Exercise
For the listing that follows, give again exactly the lines from the one with "pub fn validate(&self)" to the one with "configured notes folder", including both.

Records for the exercise
++++

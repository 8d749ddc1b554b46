//! Configuration management for Jot.
//!
//! Configuration is stored in TOML format in a platform-appropriate location
//! and handed explicitly to the indexer and searcher; nothing reads it from
//! global state.

use crate::error::{JotError, Result};
use crate::highlight::Highlighter;
use crate::persistence::IndexStore;
use crate::search::{Searcher, DEFAULT_EXCERPT_LENGTH, DEFAULT_MAX_RESULTS};
use crate::source::FolderSource;
use directories::ProjectDirs;
use serde::{Deserialize, Serialize};
use std::fs;
use std::path::{Path, PathBuf};
use tracing::{debug, info};

/// Main configuration structure for Jot.
///
/// ## Example Configuration File (jot.toml)
///
/// ```toml
/// [general]
/// notes_path = "/home/me/notes"
/// document_pattern = "*.md"
/// log_level = "info"
///
/// [search]
/// max_results = 20
/// excerpt_length = 120
/// highlight_start = "**"
/// highlight_end = "**"
/// ```
#[derive(Debug, Clone, Default, Serialize, Deserialize)]
#[serde(default)]
pub struct Config {
    /// General settings
    pub general: GeneralConfig,

    /// Search and display settings
    pub search: SearchConfig,
}

/// General configuration options
#[derive(Debug, Clone, Serialize, Deserialize)]
#[serde(default)]
pub struct GeneralConfig {
    /// Folder holding the notes (None = default location)
    pub notes_path: Option<PathBuf>,

    /// Index directory (None = default location)
    pub index_path: Option<PathBuf>,

    /// Glob pattern selecting note files
    pub document_pattern: String,

    /// Compress segment files
    pub compress_index: bool,

    /// Log level (trace, debug, info, warn, error)
    pub log_level: String,
}

impl Default for GeneralConfig {
    fn default() -> Self {
        GeneralConfig {
            notes_path: None,
            index_path: None,
            document_pattern: FolderSource::DEFAULT_PATTERN.to_string(),
            compress_index: true,
            log_level: "info".to_string(),
        }
    }
}

/// Search configuration
#[derive(Debug, Clone, Serialize, Deserialize)]
#[serde(default)]
pub struct SearchConfig {
    /// Number of hits returned when the caller does not say
    pub max_results: usize,

    /// Target excerpt length in bytes
    pub excerpt_length: usize,

    /// Marker inserted before each match
    pub highlight_start: String,

    /// Marker inserted after each match
    pub highlight_end: String,
}

impl Default for SearchConfig {
    fn default() -> Self {
        SearchConfig {
            max_results: DEFAULT_MAX_RESULTS,
            excerpt_length: DEFAULT_EXCERPT_LENGTH,
            highlight_start: "**".to_string(),
            highlight_end: "**".to_string(),
        }
    }
}

impl Config {
    /// Load configuration from the default location.
    ///
    /// Returns default config if no config file exists.
    pub fn load() -> Result<Self> {
        let config_path = Self::default_config_path()?;
        Self::load_from(&config_path)
    }

    /// Load configuration from a specific path.
    pub fn load_from(path: &Path) -> Result<Self> {
        if !path.exists() {
            debug!(path = %path.display(), "Config file not found, using defaults");
            return Ok(Config::default());
        }

        info!(path = %path.display(), "Loading configuration");
        let contents = fs::read_to_string(path)?;
        let config: Config = toml::from_str(&contents).map_err(|e| JotError::ConfigError {
            reason: format!("Failed to parse config: {}", e),
        })?;

        config.validate()?;
        Ok(config)
    }

    /// Save configuration to the default location.
    pub fn save(&self) -> Result<()> {
        let config_path = Self::default_config_path()?;
        self.save_to(&config_path)
    }

    /// Save configuration to a specific path.
    pub fn save_to(&self, path: &Path) -> Result<()> {
        if let Some(parent) = path.parent() {
            fs::create_dir_all(parent)?;
        }

        info!(path = %path.display(), "Saving configuration");
        let contents = toml::to_string_pretty(self).map_err(|e| JotError::ConfigError {
            reason: format!("Failed to serialize config: {}", e),
        })?;

        fs::write(path, contents)?;
        Ok(())
    }

    /// Reject values no component can work with.
    pub fn validate(&self) -> Result<()> {
        glob::Pattern::new(&self.general.document_pattern).map_err(|e| JotError::ConfigError {
            reason: format!("Invalid document_pattern {:?}: {}", self.general.document_pattern, e),
        })?;
        if self.search.excerpt_length == 0 {
            return Err(JotError::ConfigError {
                reason: "excerpt_length must be greater than zero".to_string(),
            });
        }
        Ok(())
    }

    /// Get the default configuration file path.
    pub fn default_config_path() -> Result<PathBuf> {
        let dirs = ProjectDirs::from("", "", "jot").ok_or_else(|| JotError::ConfigError {
            reason: "Could not determine config directory".to_string(),
        })?;

        Ok(dirs.config_dir().join("jot.toml"))
    }

    /// Get the default data directory path.
    pub fn default_data_dir() -> Result<PathBuf> {
        let dirs = ProjectDirs::from("", "", "jot").ok_or_else(|| JotError::ConfigError {
            reason: "Could not determine data directory".to_string(),
        })?;

        Ok(dirs.data_dir().to_path_buf())
    }

    /// Get the notes directory (from config or default).
    pub fn notes_dir(&self) -> Result<PathBuf> {
        match &self.general.notes_path {
            Some(path) => Ok(path.clone()),
            None => Ok(Self::default_data_dir()?.join("notes")),
        }
    }

    /// Get the index directory (from config or default).
    pub fn index_dir(&self) -> Result<PathBuf> {
        match &self.general.index_path {
            Some(path) => Ok(path.clone()),
            None => Ok(Self::default_data_dir()?.join("index")),
        }
    }

    /// Document source over the configured notes folder
    pub fn document_source(&self) -> Result<FolderSource> {
        FolderSource::new(self.notes_dir()?, &self.general.document_pattern)
    }

    /// Index store at the configured location
    pub fn index_store(&self) -> Result<IndexStore> {
        Ok(IndexStore::new(self.index_dir()?).with_compression(self.general.compress_index))
    }

    /// Searcher with the configured markers, excerpt length and note pattern
    pub fn searcher(&self) -> Result<Searcher> {
        let highlighter = Highlighter::new(
            self.search.highlight_start.clone(),
            self.search.highlight_end.clone(),
        );
        Ok(Searcher::new(self.index_dir()?)
            .with_highlighter(highlighter)
            .with_excerpt_length(self.search.excerpt_length)
            .with_document_pattern(self.general.document_pattern.clone()))
    }
}

#[cfg(test)]
mod tests {
    use super::*;
    use tempfile::TempDir;

    #[test]
    fn test_default_config() {
        let config = Config::default();
        assert_eq!(config.general.document_pattern, "*.md");
        assert!(config.general.compress_index);
        assert_eq!(config.search.max_results, 20);
        assert_eq!(config.search.excerpt_length, 120);
        assert_eq!(config.search.highlight_start, "**");
    }

    #[test]
    fn test_save_and_load() {
        let temp_dir = TempDir::new().unwrap();
        let config_path = temp_dir.path().join("nested").join("jot.toml");

        let mut config = Config::default();
        config.general.notes_path = Some(PathBuf::from("/home/me/notes"));
        config.general.document_pattern = "*.txt".to_string();
        config.search.max_results = 5;

        config.save_to(&config_path).unwrap();
        let loaded = Config::load_from(&config_path).unwrap();

        assert_eq!(loaded.general.notes_path, Some(PathBuf::from("/home/me/notes")));
        assert_eq!(loaded.general.document_pattern, "*.txt");
        assert_eq!(loaded.search.max_results, 5);
        assert_eq!(loaded.notes_dir().unwrap(), PathBuf::from("/home/me/notes"));
    }

    #[test]
    fn test_load_nonexistent() {
        let temp_dir = TempDir::new().unwrap();
        let config_path = temp_dir.path().join("nonexistent.toml");

        let config = Config::load_from(&config_path).unwrap();
        assert_eq!(config.search.max_results, 20);
    }

    #[test]
    fn test_partial_file_keeps_defaults() {
        let temp_dir = TempDir::new().unwrap();
        let config_path = temp_dir.path().join("jot.toml");
        fs::write(&config_path, "[search]\nhighlight_start = \"<b>\"\n").unwrap();

        let config = Config::load_from(&config_path).unwrap();
        assert_eq!(config.search.highlight_start, "<b>");
        assert_eq!(config.search.highlight_end, "**");
        assert_eq!(config.general.log_level, "info");
    }

    #[test]
    fn test_invalid_files_rejected() {
        let temp_dir = TempDir::new().unwrap();
        let config_path = temp_dir.path().join("jot.toml");

        fs::write(&config_path, "[general\n").unwrap();
        assert!(matches!(
            Config::load_from(&config_path),
            Err(JotError::ConfigError { .. })
        ));

        fs::write(&config_path, "[general]\ndocument_pattern = \"[md\"\n").unwrap();
        assert!(matches!(
            Config::load_from(&config_path),
            Err(JotError::ConfigError { .. })
        ));

        fs::write(&config_path, "[search]\nexcerpt_length = 0\n").unwrap();
        assert!(Config::load_from(&config_path).is_err());
    }

    #[test]
    fn test_explicit_paths() {
        let mut config = Config::default();
        config.general.index_path = Some(PathBuf::from("/tmp/jot-index"));

        assert_eq!(config.index_dir().unwrap(), PathBuf::from("/tmp/jot-index"));
        assert_eq!(
            config.index_store().unwrap().dir(),
            Path::new("/tmp/jot-index")
        );
    }
}
//! Index command - rebuild or extend the note index.

use crate::app::App;
use std::time::Instant;

/// Run the index command.
pub fn run(app: &App, preserve: bool) -> anyhow::Result<()> {
    let source = app.config.document_source()?;
    let mut indexer = app.indexer()?;

    let start = Instant::now();
    let count = if preserve {
        indexer.append(&source)?
    } else {
        indexer.rebuild(&source)?
    };
    let elapsed = start.elapsed();

    println!("Indexed {} notes.", count);
    eprintln!("  Time: {:.2}s", elapsed.as_secs_f64());

    Ok(())
}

++++

Task answer
    pub fn validate(&self) -> Result<()> {
        glob::Pattern::new(&self.general.document_pattern).map_err(|e| JotError::ConfigError {
            reason: format!("Invalid document_pattern {:?}: {}", self.general.document_pattern, e),
        })?;
        if self.search.excerpt_length == 0 {
            return Err(JotError::ConfigError {
                reason: "excerpt_length must be greater than zero".to_string(),
            });
        }
        Ok(())
    }

    /// Get the default configuration file path.
    pub fn default_config_path() -> Result<PathBuf> {
        let dirs = ProjectDirs::from("", "", "jot").ok_or_else(|| JotError::ConfigError {
            reason: "Could not determine config directory".to_string(),
        })?;

        Ok(dirs.config_dir().join("jot.toml"))
    }

    /// Get the default data directory path.
    pub fn default_data_dir() -> Result<PathBuf> {
        let dirs = ProjectDirs::from("", "", "jot").ok_or_else(|| JotError::ConfigError {
            reason: "Could not determine data directory".to_string(),
        })?;

        Ok(dirs.data_dir().to_path_buf())
    }

    /// Get the notes directory (from config or default).
    pub fn notes_dir(&self) -> Result<PathBuf> {
        match &self.general.notes_path {
            Some(path) => Ok(path.clone()),
            None => Ok(Self::default_data_dir()?.join("notes")),
        }
    }

    /// Get the index directory (from config or default).
    pub fn index_dir(&self) -> Result<PathBuf> {
        match &self.general.index_path {
            Some(path) => Ok(path.clone()),
            None => Ok(Self::default_data_dir()?.join("index")),
        }
    }

    /// Document source over the configured notes folder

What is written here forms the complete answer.